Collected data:
......

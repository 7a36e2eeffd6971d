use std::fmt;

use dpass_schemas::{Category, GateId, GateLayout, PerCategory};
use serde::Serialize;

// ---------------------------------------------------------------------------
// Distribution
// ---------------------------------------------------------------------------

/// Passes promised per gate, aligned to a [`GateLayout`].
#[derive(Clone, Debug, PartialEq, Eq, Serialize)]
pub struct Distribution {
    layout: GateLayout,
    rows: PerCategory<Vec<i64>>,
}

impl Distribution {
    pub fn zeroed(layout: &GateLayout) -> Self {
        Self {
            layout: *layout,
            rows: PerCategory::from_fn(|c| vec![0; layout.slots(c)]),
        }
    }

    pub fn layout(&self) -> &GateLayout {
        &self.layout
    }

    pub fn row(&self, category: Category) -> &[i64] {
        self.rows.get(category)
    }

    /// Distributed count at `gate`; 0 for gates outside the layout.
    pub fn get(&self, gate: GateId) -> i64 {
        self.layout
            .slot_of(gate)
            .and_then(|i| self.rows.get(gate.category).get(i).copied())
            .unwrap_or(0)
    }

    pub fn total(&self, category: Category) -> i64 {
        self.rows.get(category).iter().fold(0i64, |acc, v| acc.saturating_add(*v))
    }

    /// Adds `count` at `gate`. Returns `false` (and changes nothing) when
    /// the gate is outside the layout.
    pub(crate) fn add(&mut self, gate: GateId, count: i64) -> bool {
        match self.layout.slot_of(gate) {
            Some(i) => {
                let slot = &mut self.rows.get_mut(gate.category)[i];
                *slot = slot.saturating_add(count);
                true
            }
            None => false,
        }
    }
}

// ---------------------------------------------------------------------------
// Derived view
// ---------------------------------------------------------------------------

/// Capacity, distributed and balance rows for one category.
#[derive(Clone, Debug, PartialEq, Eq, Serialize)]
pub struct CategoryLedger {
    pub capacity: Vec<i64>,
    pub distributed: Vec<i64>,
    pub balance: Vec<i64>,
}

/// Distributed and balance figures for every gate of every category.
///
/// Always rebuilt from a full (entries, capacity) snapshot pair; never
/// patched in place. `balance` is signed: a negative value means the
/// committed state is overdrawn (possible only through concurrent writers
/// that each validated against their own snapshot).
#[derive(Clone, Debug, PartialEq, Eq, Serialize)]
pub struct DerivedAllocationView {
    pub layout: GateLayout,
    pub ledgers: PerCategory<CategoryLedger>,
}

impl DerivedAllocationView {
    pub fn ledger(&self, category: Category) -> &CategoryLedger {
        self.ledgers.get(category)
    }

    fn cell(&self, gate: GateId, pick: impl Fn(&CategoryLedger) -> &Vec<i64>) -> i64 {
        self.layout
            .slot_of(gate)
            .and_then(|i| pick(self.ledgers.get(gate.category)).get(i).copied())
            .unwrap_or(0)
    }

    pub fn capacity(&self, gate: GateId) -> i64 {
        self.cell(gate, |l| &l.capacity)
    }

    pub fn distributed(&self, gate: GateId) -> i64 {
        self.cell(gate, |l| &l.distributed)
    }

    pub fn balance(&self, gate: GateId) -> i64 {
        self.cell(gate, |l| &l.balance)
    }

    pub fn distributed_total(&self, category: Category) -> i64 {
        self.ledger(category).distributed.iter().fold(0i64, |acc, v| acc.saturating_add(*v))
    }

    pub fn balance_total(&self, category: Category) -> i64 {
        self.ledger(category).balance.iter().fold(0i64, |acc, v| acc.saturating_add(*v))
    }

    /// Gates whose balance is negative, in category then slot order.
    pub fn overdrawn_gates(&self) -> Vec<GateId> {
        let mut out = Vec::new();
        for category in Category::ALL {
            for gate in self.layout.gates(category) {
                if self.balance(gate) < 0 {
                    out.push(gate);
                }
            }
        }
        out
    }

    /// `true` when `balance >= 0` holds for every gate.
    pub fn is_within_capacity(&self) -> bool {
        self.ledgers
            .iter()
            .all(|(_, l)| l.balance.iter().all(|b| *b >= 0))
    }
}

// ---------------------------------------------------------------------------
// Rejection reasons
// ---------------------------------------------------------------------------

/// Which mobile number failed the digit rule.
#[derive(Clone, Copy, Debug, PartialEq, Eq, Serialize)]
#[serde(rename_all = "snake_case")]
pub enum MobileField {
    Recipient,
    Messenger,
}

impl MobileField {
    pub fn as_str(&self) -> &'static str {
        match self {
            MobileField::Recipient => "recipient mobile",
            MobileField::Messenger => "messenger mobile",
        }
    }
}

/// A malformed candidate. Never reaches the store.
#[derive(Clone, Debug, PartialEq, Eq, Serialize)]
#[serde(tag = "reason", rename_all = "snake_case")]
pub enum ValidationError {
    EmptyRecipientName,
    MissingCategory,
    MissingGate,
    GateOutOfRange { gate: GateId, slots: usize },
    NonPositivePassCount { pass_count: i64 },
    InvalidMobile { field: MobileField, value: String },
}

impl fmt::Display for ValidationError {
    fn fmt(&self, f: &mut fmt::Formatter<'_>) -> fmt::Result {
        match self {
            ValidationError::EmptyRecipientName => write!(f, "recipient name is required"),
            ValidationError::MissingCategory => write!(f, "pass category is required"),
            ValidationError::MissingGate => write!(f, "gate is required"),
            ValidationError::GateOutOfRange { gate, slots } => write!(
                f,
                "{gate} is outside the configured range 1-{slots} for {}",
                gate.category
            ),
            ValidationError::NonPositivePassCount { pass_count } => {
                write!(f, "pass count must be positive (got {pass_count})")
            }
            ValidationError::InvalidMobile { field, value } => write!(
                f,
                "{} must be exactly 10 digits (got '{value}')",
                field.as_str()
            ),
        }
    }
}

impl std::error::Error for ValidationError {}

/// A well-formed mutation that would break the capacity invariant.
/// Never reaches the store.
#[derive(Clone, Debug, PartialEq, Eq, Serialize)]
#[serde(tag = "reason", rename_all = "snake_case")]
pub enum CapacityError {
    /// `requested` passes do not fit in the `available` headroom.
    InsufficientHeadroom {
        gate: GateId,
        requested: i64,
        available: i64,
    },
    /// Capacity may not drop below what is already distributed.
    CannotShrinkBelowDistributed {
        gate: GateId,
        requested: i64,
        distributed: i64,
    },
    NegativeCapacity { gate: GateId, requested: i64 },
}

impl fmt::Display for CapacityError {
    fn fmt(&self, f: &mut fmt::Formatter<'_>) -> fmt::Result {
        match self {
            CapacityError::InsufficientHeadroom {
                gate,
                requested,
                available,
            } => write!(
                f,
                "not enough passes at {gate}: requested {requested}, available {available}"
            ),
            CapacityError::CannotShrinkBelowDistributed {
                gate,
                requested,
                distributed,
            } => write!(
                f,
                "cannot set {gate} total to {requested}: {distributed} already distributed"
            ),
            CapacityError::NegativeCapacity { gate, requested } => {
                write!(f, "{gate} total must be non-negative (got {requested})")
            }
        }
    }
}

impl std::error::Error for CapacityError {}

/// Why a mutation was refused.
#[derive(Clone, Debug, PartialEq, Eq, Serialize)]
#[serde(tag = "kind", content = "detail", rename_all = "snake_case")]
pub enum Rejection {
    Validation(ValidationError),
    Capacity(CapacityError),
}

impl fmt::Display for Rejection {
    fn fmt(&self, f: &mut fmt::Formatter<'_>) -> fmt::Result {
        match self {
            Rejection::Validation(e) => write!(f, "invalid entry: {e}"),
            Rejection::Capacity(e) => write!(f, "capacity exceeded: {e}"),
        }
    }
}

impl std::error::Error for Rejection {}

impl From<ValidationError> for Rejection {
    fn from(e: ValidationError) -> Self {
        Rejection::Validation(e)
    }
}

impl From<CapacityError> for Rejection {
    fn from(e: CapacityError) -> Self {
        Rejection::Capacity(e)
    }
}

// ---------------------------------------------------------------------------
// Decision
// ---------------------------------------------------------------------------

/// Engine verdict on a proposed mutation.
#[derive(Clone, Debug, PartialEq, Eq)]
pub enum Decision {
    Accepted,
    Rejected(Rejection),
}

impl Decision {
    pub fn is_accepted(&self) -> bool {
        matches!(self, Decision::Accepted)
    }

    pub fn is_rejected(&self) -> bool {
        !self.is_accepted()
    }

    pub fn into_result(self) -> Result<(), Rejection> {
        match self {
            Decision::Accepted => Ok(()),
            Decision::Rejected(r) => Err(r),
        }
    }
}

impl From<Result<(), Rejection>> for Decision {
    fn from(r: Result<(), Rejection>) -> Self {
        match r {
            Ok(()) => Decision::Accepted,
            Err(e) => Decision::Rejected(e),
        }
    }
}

......

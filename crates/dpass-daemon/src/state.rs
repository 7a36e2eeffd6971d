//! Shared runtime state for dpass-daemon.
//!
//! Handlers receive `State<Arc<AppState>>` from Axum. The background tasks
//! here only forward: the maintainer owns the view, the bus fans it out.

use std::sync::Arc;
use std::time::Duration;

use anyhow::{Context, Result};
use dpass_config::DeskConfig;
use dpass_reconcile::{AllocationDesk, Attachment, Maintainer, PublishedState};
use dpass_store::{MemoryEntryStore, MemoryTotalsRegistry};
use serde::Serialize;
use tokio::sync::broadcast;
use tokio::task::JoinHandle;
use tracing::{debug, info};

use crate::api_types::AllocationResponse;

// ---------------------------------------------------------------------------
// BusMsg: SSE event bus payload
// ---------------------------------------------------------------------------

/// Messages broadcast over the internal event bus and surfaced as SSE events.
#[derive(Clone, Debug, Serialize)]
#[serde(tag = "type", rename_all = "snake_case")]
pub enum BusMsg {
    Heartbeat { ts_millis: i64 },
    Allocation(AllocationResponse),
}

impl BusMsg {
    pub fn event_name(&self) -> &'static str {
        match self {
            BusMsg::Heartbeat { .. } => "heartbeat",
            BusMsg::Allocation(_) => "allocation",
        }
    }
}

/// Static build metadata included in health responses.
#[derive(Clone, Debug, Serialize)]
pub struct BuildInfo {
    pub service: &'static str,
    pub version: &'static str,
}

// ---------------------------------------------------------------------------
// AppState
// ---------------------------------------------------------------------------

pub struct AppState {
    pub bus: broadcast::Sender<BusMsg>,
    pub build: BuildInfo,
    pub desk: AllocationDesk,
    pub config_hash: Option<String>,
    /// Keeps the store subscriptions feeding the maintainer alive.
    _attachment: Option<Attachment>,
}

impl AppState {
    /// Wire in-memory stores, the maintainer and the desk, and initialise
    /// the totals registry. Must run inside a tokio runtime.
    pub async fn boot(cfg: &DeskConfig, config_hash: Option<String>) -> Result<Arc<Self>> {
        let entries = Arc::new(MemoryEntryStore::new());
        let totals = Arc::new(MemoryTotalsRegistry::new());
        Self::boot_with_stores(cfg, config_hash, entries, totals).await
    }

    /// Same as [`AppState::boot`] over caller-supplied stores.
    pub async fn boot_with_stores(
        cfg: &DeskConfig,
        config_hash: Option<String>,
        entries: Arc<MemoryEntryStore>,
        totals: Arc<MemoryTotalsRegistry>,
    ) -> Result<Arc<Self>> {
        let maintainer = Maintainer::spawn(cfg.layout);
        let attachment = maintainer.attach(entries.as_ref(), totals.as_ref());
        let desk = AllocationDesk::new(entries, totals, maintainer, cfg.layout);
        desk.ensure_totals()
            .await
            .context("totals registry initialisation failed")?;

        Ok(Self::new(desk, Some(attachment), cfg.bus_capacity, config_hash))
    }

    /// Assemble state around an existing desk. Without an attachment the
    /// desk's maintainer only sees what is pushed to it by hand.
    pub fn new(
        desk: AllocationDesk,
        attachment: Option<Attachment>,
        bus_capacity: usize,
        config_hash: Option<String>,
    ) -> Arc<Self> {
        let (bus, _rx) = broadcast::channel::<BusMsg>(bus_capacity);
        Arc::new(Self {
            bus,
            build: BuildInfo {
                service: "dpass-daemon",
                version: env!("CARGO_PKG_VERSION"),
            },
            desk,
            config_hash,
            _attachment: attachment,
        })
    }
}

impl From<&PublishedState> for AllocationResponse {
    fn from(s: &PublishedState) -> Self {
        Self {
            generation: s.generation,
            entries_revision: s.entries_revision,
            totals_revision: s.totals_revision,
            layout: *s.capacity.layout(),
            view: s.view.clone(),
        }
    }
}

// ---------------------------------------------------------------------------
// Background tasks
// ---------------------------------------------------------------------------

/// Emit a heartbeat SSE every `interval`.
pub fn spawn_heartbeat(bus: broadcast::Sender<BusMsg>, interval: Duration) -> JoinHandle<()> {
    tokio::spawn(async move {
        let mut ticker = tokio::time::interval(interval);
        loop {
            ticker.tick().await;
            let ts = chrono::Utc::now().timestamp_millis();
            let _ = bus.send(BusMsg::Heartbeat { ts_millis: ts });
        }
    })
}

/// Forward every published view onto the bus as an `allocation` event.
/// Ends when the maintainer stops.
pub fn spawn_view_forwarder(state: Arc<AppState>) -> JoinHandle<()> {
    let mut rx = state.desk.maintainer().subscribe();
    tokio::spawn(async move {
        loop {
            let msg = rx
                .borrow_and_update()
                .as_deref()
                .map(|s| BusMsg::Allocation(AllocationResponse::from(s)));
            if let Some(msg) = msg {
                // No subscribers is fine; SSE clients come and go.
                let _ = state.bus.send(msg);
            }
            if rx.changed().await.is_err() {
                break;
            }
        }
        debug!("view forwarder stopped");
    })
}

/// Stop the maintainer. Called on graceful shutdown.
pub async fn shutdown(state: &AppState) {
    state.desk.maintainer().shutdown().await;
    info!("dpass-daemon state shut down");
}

......

§ **Exercise description**: For the word "that", report how many lines of the records contain it; respond with the number only.

§ **Output of the task**: 2